Aim and Objectives: To determine the prevalence of obstructive airway disease amongst load haul drivers (LHD) occupationally exposed to mineral dusts and diesel particulate matter (DPM) in trackless mines. The study was also aimed at determining the relationship of selected epidemiological determinants on the status of obstructive airway disease in LHD and to determine whether a difference existed between employees that worked only day or night shift.
Methodology: The study area was a platinum mine in Mpumalanga. The study population comprised of underground LHD drivers who were frequently exposed to mineral dust and DPM during loading and off-loading of raw minerals. The study population was divided into two groups: day shift and night shift, a questionnaire was used to obtain information on demographics; self-reported social and health history, including respiratory symptoms. Spirometry was performed to determine the Forced Vital Lung Capacity (FVC) and Forced Expiratory Volume 1 sec (FEV1). Employees who presented an FEV1/FVC of <70% underwent a second spirometry after using a bronchodilator (Combivent, 0.5mg ipratropium bromide anhydrous, 2.5mg salbutamol base, & 0.52mg ipratroniumbromide).This was done to rule out reversible obstructive lung cases.

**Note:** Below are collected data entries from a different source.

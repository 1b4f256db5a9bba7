//! Closed identifier tables shared with the binding layer.
//!
//! Milestone and entry-type identifiers index the shared state region
//! directly, so their numeric values are part of the external contract.

use std::{collections::BTreeMap, fmt};

use serde::{Deserialize, Serialize};

/// Named, one-shot lifecycle timestamps.
#[derive(Debug, Clone, Copy, PartialEq, Eq, Hash, PartialOrd, Ord, Serialize, Deserialize)]
#[repr(u32)]
pub enum Milestone {
    TimeOrigin = 0,
    TimeOriginTimestamp = 1,
    Environment = 2,
    ProcessStart = 3,
    EngineStart = 4,
    LoopStart = 5,
    LoopExit = 6,
    BootstrapComplete = 7,
}

impl Milestone {
    /// Number of defined milestones; also the `INVALID` identifier.
    pub const COUNT: usize = 8;
    pub const INVALID: usize = Self::COUNT;

    pub const ALL: [Self; Self::COUNT] = [
        Self::TimeOrigin,
        Self::TimeOriginTimestamp,
        Self::Environment,
        Self::ProcessStart,
        Self::EngineStart,
        Self::LoopStart,
        Self::LoopExit,
        Self::BootstrapComplete,
    ];

    #[inline]
    #[must_use]
    pub const fn index(self) -> usize {
        self as usize
    }

    #[must_use]
    pub fn from_index(index: usize) -> Option<Self> {
        Self::ALL.get(index).copied()
    }

    /// Symbolic name used in trace events.
    #[must_use]
    pub const fn name(self) -> &'static str {
        match self {
            Self::TimeOrigin => "timeOrigin",
            Self::TimeOriginTimestamp => "timeOriginTimestamp",
            Self::Environment => "environment",
            Self::ProcessStart => "processStart",
            Self::EngineStart => "engineStart",
            Self::LoopStart => "loopStart",
            Self::LoopExit => "loopExit",
            Self::BootstrapComplete => "bootstrapComplete",
        }
    }

    const fn constant_name(self) -> &'static str {
        match self {
            Self::TimeOrigin => "PERFORMANCE_MILESTONE_TIME_ORIGIN",
            Self::TimeOriginTimestamp => "PERFORMANCE_MILESTONE_TIME_ORIGIN_TIMESTAMP",
            Self::Environment => "PERFORMANCE_MILESTONE_ENVIRONMENT",
            Self::ProcessStart => "PERFORMANCE_MILESTONE_PROCESS_START",
            Self::EngineStart => "PERFORMANCE_MILESTONE_ENGINE_START",
            Self::LoopStart => "PERFORMANCE_MILESTONE_LOOP_START",
            Self::LoopExit => "PERFORMANCE_MILESTONE_LOOP_EXIT",
            Self::BootstrapComplete => "PERFORMANCE_MILESTONE_BOOTSTRAP_COMPLETE",
        }
    }
}

impl fmt::Display for Milestone {
    fn fmt(&self, f: &mut fmt::Formatter<'_>) -> fmt::Result {
        f.write_str(self.name())
    }
}

/// Categories of performance entries external code can subscribe to.
#[derive(Debug, Clone, Copy, PartialEq, Eq, Hash, PartialOrd, Ord, Serialize, Deserialize)]
#[serde(rename_all = "lowercase")]
#[repr(u32)]
pub enum EntryType {
    Gc = 0,
    Http = 1,
    Http2 = 2,
    Net = 3,
    Dns = 4,
}

impl EntryType {
    /// Number of defined entry types; also the `INVALID` identifier.
    pub const COUNT: usize = 5;
    pub const INVALID: usize = Self::COUNT;

    pub const ALL: [Self; Self::COUNT] = [Self::Gc, Self::Http, Self::Http2, Self::Net, Self::Dns];

    #[inline]
    #[must_use]
    pub const fn index(self) -> usize {
        self as usize
    }

    #[must_use]
    pub fn from_index(index: usize) -> Option<Self> {
        Self::ALL.get(index).copied()
    }

    #[must_use]
    pub const fn name(self) -> &'static str {
        match self {
            Self::Gc => "gc",
            Self::Http => "http",
            Self::Http2 => "http2",
            Self::Net => "net",
            Self::Dns => "dns",
        }
    }

    /// Unknown names map to `None`, which callers treat as `INVALID`.
    #[must_use]
    pub fn from_name(name: &str) -> Option<Self> {
        Self::ALL.into_iter().find(|t| t.name() == name)
    }

    const fn constant_name(self) -> &'static str {
        match self {
            Self::Gc => "PERFORMANCE_ENTRY_TYPE_GC",
            Self::Http => "PERFORMANCE_ENTRY_TYPE_HTTP",
            Self::Http2 => "PERFORMANCE_ENTRY_TYPE_HTTP2",
            Self::Net => "PERFORMANCE_ENTRY_TYPE_NET",
            Self::Dns => "PERFORMANCE_ENTRY_TYPE_DNS",
        }
    }
}

impl fmt::Display for EntryType {
    fn fmt(&self, f: &mut fmt::Formatter<'_>) -> fmt::Result {
        f.write_str(self.name())
    }
}

/// Collector cycle kind as reported by the collector's hooks.
///
/// `0` is reserved for "no cycle in progress" and is never a valid kind.
#[derive(Debug, Clone, Copy, PartialEq, Eq, Hash, Serialize, Deserialize)]
#[serde(transparent)]
pub struct GcKind(pub u32);

impl GcKind {
    pub const NONE: Self = Self(0);
    pub const MINOR: Self = Self(1);
    pub const MAJOR: Self = Self(4);
    pub const INCREMENTAL: Self = Self(8);
    pub const WEAKCB: Self = Self(16);

    #[inline]
    #[must_use]
    pub const fn bits(self) -> u32 {
        self.0
    }

    #[inline]
    #[must_use]
    pub const fn is_none(self) -> bool {
        self.0 == 0
    }
}

/// Collector callback flags attached to the end of a cycle.
#[derive(Debug, Clone, Copy, PartialEq, Eq, Hash, Default, Serialize, Deserialize)]
#[serde(transparent)]
pub struct GcFlags(pub u32);

impl GcFlags {
    pub const NO: Self = Self(0);
    pub const CONSTRUCT_RETAINED: Self = Self(1 << 1);
    pub const FORCED: Self = Self(1 << 2);
    pub const SYNCHRONOUS_PHANTOM_PROCESSING: Self = Self(1 << 3);
    pub const ALL_AVAILABLE_GARBAGE: Self = Self(1 << 4);
    pub const ALL_EXTERNAL_MEMORY: Self = Self(1 << 5);
    pub const SCHEDULE_IDLE: Self = Self(1 << 6);

    #[inline]
    #[must_use]
    pub const fn bits(self) -> u32 {
        self.0
    }

    #[inline]
    #[must_use]
    pub const fn contains(self, other: Self) -> bool {
        self.0 & other.0 == other.0
    }

    #[inline]
    #[must_use]
    pub const fn union(self, other: Self) -> Self {
        Self(self.0 | other.0)
    }
}

impl std::ops::BitOr for GcFlags {
    type Output = Self;

    fn bitor(self, rhs: Self) -> Self {
        self.union(rhs)
    }
}

/// Constants table handed to the binding layer.
#[derive(Debug, Clone, PartialEq, Eq, Serialize)]
pub struct Constants {
    pub gc_kinds: BTreeMap<&'static str, u32>,
    pub gc_flags: BTreeMap<&'static str, u32>,
    pub entry_types: BTreeMap<&'static str, u32>,
    pub milestones: BTreeMap<&'static str, u32>,
}

/// Build the full constants table.
#[must_use]
pub fn constants() -> Constants {
    let gc_kinds = BTreeMap::from([
        ("PERFORMANCE_GC_MAJOR", GcKind::MAJOR.bits()),
        ("PERFORMANCE_GC_MINOR", GcKind::MINOR.bits()),
        ("PERFORMANCE_GC_INCREMENTAL", GcKind::INCREMENTAL.bits()),
        ("PERFORMANCE_GC_WEAKCB", GcKind::WEAKCB.bits()),
    ]);

    let gc_flags = BTreeMap::from([
        ("PERFORMANCE_GC_FLAGS_NO", GcFlags::NO.bits()),
        (
            "PERFORMANCE_GC_FLAGS_CONSTRUCT_RETAINED",
            GcFlags::CONSTRUCT_RETAINED.bits(),
        ),
        ("PERFORMANCE_GC_FLAGS_FORCED", GcFlags::FORCED.bits()),
        (
            "PERFORMANCE_GC_FLAGS_SYNCHRONOUS_PHANTOM_PROCESSING",
            GcFlags::SYNCHRONOUS_PHANTOM_PROCESSING.bits(),
        ),
        (
            "PERFORMANCE_GC_FLAGS_ALL_AVAILABLE_GARBAGE",
            GcFlags::ALL_AVAILABLE_GARBAGE.bits(),
        ),
        (
            "PERFORMANCE_GC_FLAGS_ALL_EXTERNAL_MEMORY",
            GcFlags::ALL_EXTERNAL_MEMORY.bits(),
        ),
        (
            "PERFORMANCE_GC_FLAGS_SCHEDULE_IDLE",
            GcFlags::SCHEDULE_IDLE.bits(),
        ),
    ]);

    let mut entry_types: BTreeMap<&'static str, u32> = EntryType::ALL
        .into_iter()
        .map(|t| (t.constant_name(), t.index() as u32))
        .collect();
    entry_types.insert("PERFORMANCE_ENTRY_TYPE_INVALID", EntryType::INVALID as u32);

    let mut milestones: BTreeMap<&'static str, u32> = Milestone::ALL
        .into_iter()
        .map(|m| (m.constant_name(), m.index() as u32))
        .collect();
    milestones.insert("PERFORMANCE_MILESTONE_INVALID", Milestone::INVALID as u32);

    Constants {
        gc_kinds,
        gc_flags,
        entry_types,
        milestones,
    }
}

#[cfg(test)]
mod tests {
    use super::*;

    #[test]
    fn test_milestone_indices_are_dense() {
        for (i, m) in Milestone::ALL.into_iter().enumerate() {
            assert_eq!(m.index(), i);
            assert_eq!(Milestone::from_index(i), Some(m));
        }
        assert_eq!(Milestone::from_index(Milestone::INVALID), None);
    }

    #[test]
    fn test_entry_type_name_lookup() {
        assert_eq!(EntryType::from_name("gc"), Some(EntryType::Gc));
        assert_eq!(EntryType::from_name("http2"), Some(EntryType::Http2));
        assert_eq!(EntryType::from_name("function"), None);
    }

    #[test]
    fn test_gc_flags_contains() {
        let flags = GcFlags::FORCED | GcFlags::SCHEDULE_IDLE;
        assert!(flags.contains(GcFlags::FORCED));
        assert!(!flags.contains(GcFlags::CONSTRUCT_RETAINED));
        assert_eq!(flags.bits(), 68);
    }

    #[test]
    fn test_constants_table() {
        let table = constants();
        assert_eq!(table.gc_kinds["PERFORMANCE_GC_MAJOR"], 4);
        assert_eq!(table.gc_kinds["PERFORMANCE_GC_MINOR"], 1);
        assert_eq!(table.gc_flags.len(), 7);
        assert_eq!(table.entry_types["PERFORMANCE_ENTRY_TYPE_GC"], 0);
        assert_eq!(table.entry_types["PERFORMANCE_ENTRY_TYPE_INVALID"], 5);
        assert_eq!(
            table.milestones["PERFORMANCE_MILESTONE_BOOTSTRAP_COMPLETE"],
            Milestone::BootstrapComplete as u32
        );
    }
}
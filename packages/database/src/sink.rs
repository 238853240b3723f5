//! Bulk load of a cleaned record set into `DuckDB`.
//!
//! The destination table is created on first load from the declared schema.
//! Later loads must present exactly the same column list. Rows are streamed
//! through the `DuckDB` appender, and the whole load (table creation
//! included) runs in one transaction, so a failure leaves nothing behind.

use std::collections::BTreeMap;
use std::path::Path;

use duckdb::types::{TimeUnit, Value as SqlValue};
use duckdb::{Connection, appender_params_from_iter};
use traffic_violations_record_models::{ColumnType, RecordSet, Value, sink_column_name};

use crate::{DbError, quote_identifier};

/// Opens (or creates) the database file, creating parent directories as
/// needed.
///
/// # Errors
///
/// Returns [`DbError`] if the directory or connection cannot be created.
pub fn open(path: &Path) -> Result<Connection, DbError> {
    if let Some(parent) = path.parent()
        && !parent.as_os_str().is_empty()
    {
        crate::paths::ensure_dir(parent)?;
    }
    log::info!("Opening database at {}", path.display());
    Ok(Connection::open(path)?)
}

/// Column names of `table` in ordinal order, or an empty list if the table
/// does not exist.
///
/// # Errors
///
/// Returns [`DbError`] if the catalog query fails.
pub fn table_columns(conn: &Connection, table: &str) -> Result<Vec<String>, DbError> {
    let mut stmt = conn.prepare(
        "SELECT column_name FROM information_schema.columns
         WHERE table_name = ?
         ORDER BY ordinal_position",
    )?;
    let mut rows = stmt.query([table])?;

    let mut columns = Vec::new();
    while let Some(row) = rows.next()? {
        columns.push(row.get(0)?);
    }
    Ok(columns)
}

/// One destination column: sink name plus its SQL type.
struct SinkColumn {
    name: String,
    column_type: ColumnType,
}

fn sink_columns(
    records: &RecordSet,
    schema: &BTreeMap<String, ColumnType>,
) -> Result<Vec<SinkColumn>, DbError> {
    records
        .column_names()
        .map(|source| {
            let name = sink_column_name(source);
            quote_identifier(&name)?;
            Ok(SinkColumn {
                name,
                column_type: schema.get(source).copied().unwrap_or(ColumnType::Text),
            })
        })
        .collect()
}

fn create_table(conn: &Connection, table: &str, columns: &[SinkColumn]) -> Result<(), DbError> {
    let definitions = columns
        .iter()
        .map(|c| Ok(format!("{} {}", quote_identifier(&c.name)?, c.column_type.sql_type())))
        .collect::<Result<Vec<_>, DbError>>()?
        .join(", ");
    let sql = format!("CREATE TABLE {} ({definitions})", quote_identifier(table)?);
    log::debug!("{sql}");
    conn.execute_batch(&sql)?;
    Ok(())
}

/// Converts one cell to the `DuckDB` value for its declared column type.
///
/// # Errors
///
/// Returns [`DbError::Conversion`] if the cell does not fit the type.
#[allow(clippy::cast_precision_loss)]
pub fn to_sql_value(value: &Value, column_type: ColumnType) -> Result<SqlValue, DbError> {
    Ok(match (column_type, value) {
        (_, Value::Missing) => SqlValue::Null,
        (ColumnType::Text, other) => SqlValue::Text(other.to_string()),
        (ColumnType::Timestamp, Value::Timestamp(ts)) => {
            SqlValue::Timestamp(TimeUnit::Microsecond, ts.and_utc().timestamp_micros())
        }
        (ColumnType::Timestamp, Value::Date(d)) => SqlValue::Timestamp(
            TimeUnit::Microsecond,
            d.and_time(chrono::NaiveTime::MIN)
                .and_utc()
                .timestamp_micros(),
        ),
        (ColumnType::Integer, Value::Int(i)) => SqlValue::BigInt(*i),
        (ColumnType::Float, Value::Float(x)) => SqlValue::Double(*x),
        (ColumnType::Float, Value::Int(i)) => SqlValue::Double(*i as f64),
        (ColumnType::Boolean, Value::Bool(b)) => SqlValue::Boolean(*b),
        (column_type, other) => {
            return Err(DbError::Conversion {
                message: format!("cannot store {other:?} in a {column_type} column"),
            });
        }
    })
}

fn append_all(
    conn: &Connection,
    table: &str,
    records: &RecordSet,
    columns: &[SinkColumn],
) -> Result<(), DbError> {
    let existing = table_columns(conn, table)?;
    if existing.is_empty() {
        log::info!("Creating table {table} with {} columns", columns.len());
        create_table(conn, table, columns)?;
    } else {
        let expected: Vec<String> = columns.iter().map(|c| c.name.clone()).collect();
        if existing != expected {
            return Err(DbError::SchemaMismatch {
                table: table.to_string(),
                expected,
                actual: existing,
            });
        }
    }

    let mut appender = conn.appender(table)?;
    let source = records.columns();
    for row in 0..records.len() {
        let values = source
            .iter()
            .zip(columns)
            .map(|(column, sink)| to_sql_value(&column.values[row], sink.column_type))
            .collect::<Result<Vec<_>, _>>()?;
        appender.append_row(appender_params_from_iter(values))?;
    }
    appender.flush()?;
    Ok(())
}

/// Appends every record to `table`, creating it if needed.
///
/// Column names are the sink forms of the record-set headers; SQL types come
/// from `schema` (undeclared columns are stored as text). Returns the number
/// of rows loaded.
///
/// # Errors
///
/// Returns [`DbError::InvalidIdentifier`] for unusable table or column
/// names, [`DbError::SchemaMismatch`] if the table exists with different
/// columns, or any conversion/database error. On error the transaction is
/// rolled back and the table is left as it was.
pub fn append_records(
    conn: &Connection,
    table: &str,
    records: &RecordSet,
    schema: &BTreeMap<String, ColumnType>,
) -> Result<u64, DbError> {
    quote_identifier(table)?;
    let columns = sink_columns(records, schema)?;

    conn.execute_batch("BEGIN TRANSACTION")?;
    match append_all(conn, table, records, &columns) {
        Ok(()) => {
            conn.execute_batch("COMMIT")?;
            log::info!("Loaded {} rows into {table}", records.len());
            Ok(records.len() as u64)
        }
        Err(e) => {
            if let Err(rollback) = conn.execute_batch("ROLLBACK") {
                log::error!("Rollback after failed load also failed: {rollback}");
            }
            Err(e)
        }
    }
}

#[cfg(test)]
mod tests {
    use chrono::NaiveDate;

    use super::*;
    use crate::queries::count_rows;

    fn schema() -> BTreeMap<String, ColumnType> {
        [
            ("SeqID", ColumnType::Text),
            ("Date Of Stop", ColumnType::Timestamp),
            ("Year", ColumnType::Integer),
            ("Latitude", ColumnType::Float),
            ("Accident", ColumnType::Boolean),
        ]
        .into_iter()
        .map(|(k, v)| (k.to_string(), v))
        .collect()
    }

    fn records(year: Value) -> RecordSet {
        let date = NaiveDate::from_ymd_opt(2020, 5, 1)
            .unwrap()
            .and_hms_opt(0, 0, 0)
            .unwrap();
        RecordSet::from_rows(
            ["SeqID", "Date Of Stop", "Year", "Latitude", "Accident", "Make"]
                .map(String::from)
                .to_vec(),
            vec![
                vec![
                    Value::text("a"),
                    Value::Timestamp(date),
                    Value::Int(2010),
                    Value::Float(39.1),
                    Value::Bool(true),
                    Value::text("TOYOTA"),
                ],
                vec![
                    Value::text("b"),
                    Value::Missing,
                    year,
                    Value::Missing,
                    Value::Bool(false),
                    Value::Missing,
                ],
            ],
        )
        .unwrap()
    }

    #[test]
    fn creates_table_and_appends_rows() {
        let conn = Connection::open_in_memory().unwrap();
        let loaded = append_records(&conn, "stops", &records(Value::Missing), &schema()).unwrap();

        assert_eq!(loaded, 2);
        assert_eq!(count_rows(&conn, "stops").unwrap(), 2);
        assert_eq!(
            table_columns(&conn, "stops").unwrap(),
            vec!["seqid", "date_of_stop", "year", "latitude", "accident", "make"]
        );

        let year: Option<i64> = conn
            .query_row("SELECT year FROM stops WHERE seqid = 'a'", [], |row| row.get(0))
            .unwrap();
        assert_eq!(year, Some(2010));
        let ts: String = conn
            .query_row(
                "SELECT CAST(date_of_stop AS VARCHAR) FROM stops WHERE seqid = 'a'",
                [],
                |row| row.get(0),
            )
            .unwrap();
        assert_eq!(ts, "2020-05-01 00:00:00");
    }

    #[test]
    fn appends_to_matching_existing_table() {
        let conn = Connection::open_in_memory().unwrap();
        append_records(&conn, "stops", &records(Value::Missing), &schema()).unwrap();
        append_records(&conn, "stops", &records(Value::Int(1999)), &schema()).unwrap();
        assert_eq!(count_rows(&conn, "stops").unwrap(), 4);
    }

    #[test]
    fn rejects_mismatched_existing_table() {
        let conn = Connection::open_in_memory().unwrap();
        conn.execute_batch("CREATE TABLE stops (seqid VARCHAR)").unwrap();
        let err = append_records(&conn, "stops", &records(Value::Missing), &schema()).unwrap_err();
        assert!(matches!(err, DbError::SchemaMismatch { .. }));
    }

    #[test]
    fn failed_load_leaves_no_partial_rows() {
        let conn = Connection::open_in_memory().unwrap();
        let err =
            append_records(&conn, "stops", &records(Value::text("abc")), &schema()).unwrap_err();

        assert!(matches!(err, DbError::Conversion { .. }));
        assert!(table_columns(&conn, "stops").unwrap().is_empty());
    }

    #[test]
    fn rejects_bad_table_name() {
        let conn = Connection::open_in_memory().unwrap();
        assert!(matches!(
            append_records(&conn, "stops; --", &records(Value::Missing), &schema()),
            Err(DbError::InvalidIdentifier { .. })
        ));
    }

    #[test]
    fn opens_file_in_new_directory() {
        let dir = tempfile::tempdir().unwrap();
        let path = dir.path().join("nested").join("db.duckdb");
        let conn = open(&path).unwrap();
        append_records(&conn, "stops", &records(Value::Missing), &schema()).unwrap();
        assert!(path.exists());
    }
}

Results: Employees on night shift had a significantly higher prevalence of obstructive airway disease patterns (32.6%) compared to the day shift prevalence (12.5%). There was a significantly higher (p = 0.009) prevalence of acute coughing in night shift LHD (41.3%) compared to day shift LHD drivers (15.0%)). Over 3 months, night shift workers (73.68%) also presented with significantly more (p = 0.036) symptoms of chronic coughing than day shift workers (0.00%) night shift workers (47.83%) presented sputum production while day shift workers presented only 14.29%. Furthermore, night shift LHD showed a significance change (p = 0.729) in measured lung function of FEV1/FVC, in comparison with day shift LHD. Multivariate regression analysis also showed that night shift LHD had a 3 times higher odds of developing obstructive airway disease than day shift workers (OR 3.30, 95% Cl 1.08, 10.04, p = 0.036).
Conclusion: The night shift LHD drivers presented a marked reduction in lung function as well as acute and chronic respiratory symptoms. It is therefore concluded that night shift LHD are at higher risk of developing obstructive airway disease when exposed to diesel particulate matter as compared to day shift workers.